ABOUT THIS TASK → For this exercise, return exactly the lines of the material below that begin at the one with "for (name, ts)" and stop after the one with "let mut store".

RECORDS SHOWN →

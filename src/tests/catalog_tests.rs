use super::*;

fn image(topic_id: i64, name: &str) -> NewImage {
    NewImage {
        topic_id,
        image: name.to_string(),
        prompt: format!("prompt for {}", name),
        ..Default::default()
    }
}

#[test]
fn schema_is_idempotent_and_file_is_created() -> Result<()> {
    let tmp = tempfile::tempdir().context("create tempdir")?;
    let path = tmp.path().join("nested").join("wallpapers.db");
    let store = CatalogStore::open(&path)?;
    store.ensure_schema()?;
    drop(store);
    let again = CatalogStore::open(&path)?;
    assert_eq!(again.summary()?, CatalogSummary::default());
    assert!(path.is_file());
    Ok(())
}

#[test]
fn ensure_topic_returns_stable_id() -> Result<()> {
    let store = CatalogStore::open_in_memory()?;
    let a = store.ensure_topic("desert")?;
    let b = store.ensure_topic("ocean")?;
    assert_ne!(a, b);
    assert_eq!(store.ensure_topic("desert")?, a);
    assert_eq!(store.topic(a)?.map(|t| t.name), Some("desert".to_string()));
    Ok(())
}

#[test]
fn insert_image_ignores_duplicate_filename() -> Result<()> {
    let store = CatalogStore::open_in_memory()?;
    let t = store.ensure_topic("desert")?;
    assert!(store.insert_image(&image(t, "a.png"))?);
    let mut dup = image(t, "a.png");
    dup.prompt = "other".to_string();
    assert!(!store.insert_image(&dup)?);

    let row = store.image_by_filename("a.png")?.context("row present")?;
    assert_eq!(row.prompt, "prompt for a.png");
    assert!(!row.is_favorite);
    assert!(row.created_at.is_some());
    Ok(())
}

#[test]
fn pages_are_counted_and_clamped() -> Result<()> {
    let store = CatalogStore::open_in_memory()?;
    for name in ["c", "a", "b"] {
        store.ensure_topic(name)?;
    }
    let first = store.topic_page(0, 2)?;
    assert_eq!(first.page, 1);
    assert_eq!(first.total, 3);
    assert_eq!(first.total_pages, 2);
    let names: Vec<_> = first.items.iter().map(|t| t.name.as_str()).collect();
    assert_eq!(names, vec!["a", "b"]);

    let second = store.topic_page(2, 2)?;
    assert_eq!(second.items.len(), 1);
    assert_eq!(second.items[0].name, "c");
    Ok(())
}

#[test]
fn images_for_topic_newest_first() -> Result<()> {
    let store = CatalogStore::open_in_memory()?;
    let t = store.ensure_topic("desert")?;
    let other = store.ensure_topic("ocean")?;
    for (name, ts) in [("old.png", "2024-01-01 00:00:00"), ("new.png", "2025-01-01 00:00:00")] {
        let mut img = image(t, name);
        img.created_at = Some(ts.to_string());
        store.insert_image(&img)?;
    }
    store.insert_image(&image(other, "sea.png"))?;

    let page = store.images_for_topic(t, 1, 10)?;
    assert_eq!(page.total, 2);
    assert_eq!(page.total_pages, 1);
    let names: Vec<_> = page.items.iter().map(|i| i.image.as_str()).collect();
    assert_eq!(names, vec!["new.png", "old.png"]);

    let empty = store.images_for_topic(9999, 1, 10)?;
    assert_eq!(empty.total, 0);
    assert_eq!(empty.total_pages, 1);
    Ok(())
}

#[test]
fn failed_batch_writes_nothing() -> Result<()> {
    let mut store = CatalogStore::open_in_memory()?;
    let res: Result<()> = store.write_batch(|w| {
        w.insert_topic("desert")?;
        anyhow::bail!("abort");
    });
    assert!(res.is_err());
    assert!(store.topic_id("desert")?.is_none());
    Ok(())
}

RESPONSE FOR THIS EXERCISE →
    for (name, ts) in [("old.png", "2024-01-01 00:00:00"), ("new.png", "2025-01-01 00:00:00")] {
        let mut img = image(t, name);
        img.created_at = Some(ts.to_string());
        store.insert_image(&img)?;
    }
    store.insert_image(&image(other, "sea.png"))?;

    let page = store.images_for_topic(t, 1, 10)?;
    assert_eq!(page.total, 2);
    assert_eq!(page.total_pages, 1);
    let names: Vec<_> = page.items.iter().map(|i| i.image.as_str()).collect();
    assert_eq!(names, vec!["new.png", "old.png"]);

    let empty = store.images_for_topic(9999, 1, 10)?;
    assert_eq!(empty.total, 0);
    assert_eq!(empty.total_pages, 1);
    Ok(())
}

#[test]
fn failed_batch_writes_nothing() -> Result<()> {
    let mut store = CatalogStore::open_in_memory()?;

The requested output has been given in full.